Since 1986, Nissan’s Pathfinder has looked more or less the same, featuring the boxy frame that is the hallmark of the SUV. All that changes with 2013.The fourth generation Pathfinder is not so much an SUV as it is a crossover. It’s not so much utilitarian as it is aimed at “cool parents” who are involved in their kids lives, which means they spend a lot of time moving their kids around.
To capture that market, Nissan focused on making the new Pathfinder as roomy and luxurious as possible, while keeping fuel efficiency high and the price tag relatively low.
Last week, Nissan brought me to California, where I got the chance to drive the Pathfinder. Overall, I was impressed, even though it is not the sort of car that usually appeals to me.
A Revamped Family Vehicle
The first tip that Nissan is pitching the Pathfinder to families was the car seat installed in all the models provided me for test driving. The point was to show off how easy it is to get into and out of the car’s back row of seats, even with the clunky seat installed in the second row.
It was indeed a breeze: The second row can be moved forward and pushed back into place with minimal effort.
With room for seven, the Pathfinder is quite spacious. As I sat in each row comfortably, children would have plenty of room.
It’s packed with features to make driving, and being driven, easier and more pleasant. Screens built into the headrests of the driver and passenger seats can play different DVDs and be hooked up to video game systems to keep passengers in the second row entertained. There are no screens for the third row.

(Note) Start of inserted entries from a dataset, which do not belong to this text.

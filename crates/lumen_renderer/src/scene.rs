//! Scene container: an ordered list of shapes plus the designated light.

use lumen_math::{Interval, Ray, Vec3};

use crate::error::{SceneError, SceneResult};
use crate::shape::Shape;

/// Nearest intersection in a scene.
#[derive(Debug, Clone, Copy, PartialEq)]
pub struct SceneHit {
    /// Index of the shape that was hit.
    pub index: usize,
    pub t: f64,
    pub point: Vec3,
    /// Outward normal, not yet oriented towards the ray.
    pub normal: Vec3,
}

#[derive(Debug, Clone)]
pub struct Scene {
    shapes: Vec<Shape>,
    light: usize,
}

impl Scene {
    /// Build a scene whose light is `shapes[light]`.
    pub fn new(shapes: Vec<Shape>, light: usize) -> SceneResult<Self> {
        if shapes.is_empty() {
            return Err(SceneError::Empty);
        }
        if light >= shapes.len() {
            return Err(SceneError::LightOutOfRange {
                index: light,
                len: shapes.len(),
            });
        }
        if !shapes[light].is_emissive() {
            return Err(SceneError::LightNotEmissive(light));
        }
        log::debug!("Scene with {} shapes, light at {}", shapes.len(), light);
        Ok(Self { shapes, light })
    }

    pub fn len(&self) -> usize {
        self.shapes.len()
    }

    pub fn is_empty(&self) -> bool {
        self.shapes.is_empty()
    }

    pub fn shapes(&self) -> &[Shape] {
        &self.shapes
    }

    /// Shape at `index`. Panics when out of range, like slice indexing.
    pub fn shape(&self, index: usize) -> &Shape {
        &self.shapes[index]
    }

    pub fn light_index(&self) -> usize {
        self.light
    }

    pub fn light(&self) -> &Shape {
        &self.shapes[self.light]
    }

    /// Nearest hit along `ray` by exhaustive scan.
    pub fn intersect(&self, ray: &Ray) -> Option<SceneHit> {
        let mut closest = None;
        let mut interval = Interval::HIT;

        for (index, shape) in self.shapes.iter().enumerate() {
            if let Some(hit) = shape.intersect(ray, interval) {
                interval = interval.with_max(hit.t);
                closest = Some(SceneHit {
                    index,
                    t: hit.t,
                    point: hit.point,
                    normal: hit.normal,
                });
            }
        }

        closest
    }
}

The Platinum edition, which I drove, comes with 13 Bose speakers. Unsurprisingly, the sound is great.
Photo: Alex Davies
The DriveNissan included two especially cool features I have not seen anywhere else. The first is the Around View Monitor, which cobbles together camera views from the front, rear, and sides of the vehicle to provide an overhead, 360 degree view of everything going on around the vehicle, a boon for safe driving while entering and leaving parking spaces.
Those cameras also make parallel parking a snap: Lines imposed on the centre console screen show you when to cut the wheel. Following them exactly, I ended up perfectly straight and within a few inches of the curb.
The second feature is the Easy Fill Tire Alert, which eliminates the need for a pressure gauge when filling the tires by sounding the horn when the appropriate pressure is reached. (This is available in most 2013 Nissans.) It’s not as cool as Goodyear’s self-inflating tire, but it’s not far off.
To improve fuel efficiency to 20 mpg city, 26 mpg highway, Nissan shed 500 pounds from the Pathfinder and dropped the drag coefficient to 0.34, both of which help explain the radical shift in body shape.
The 2012 Pathfinder’s 4.0L V8 engine was ditched and replaced by an adequate 3.5L V6. The result is a smooth drive without a lot of pep, and fine acceleration. I did not try towing anything, so cannot speak to how it performs with real weight to pull. (Nissan advertises the towing capacity as a best in class at 5,000 pounds.)
Should You Buy One?
Not if you want a 2012 Pathfinder, or any kind of SUV. But if you want a car that will move your family in comfort, get better gas mileage than most cars its size, and won’t break the bank, it’s a good choice.
The 2013 Pathfinder starts at $28,270. The Platinum version, which I drove, runs for $39,995.
Disclosure: Nissan provided travel and lodging expenses for us to visit San Francisco and drive the 2013 Pathfinder.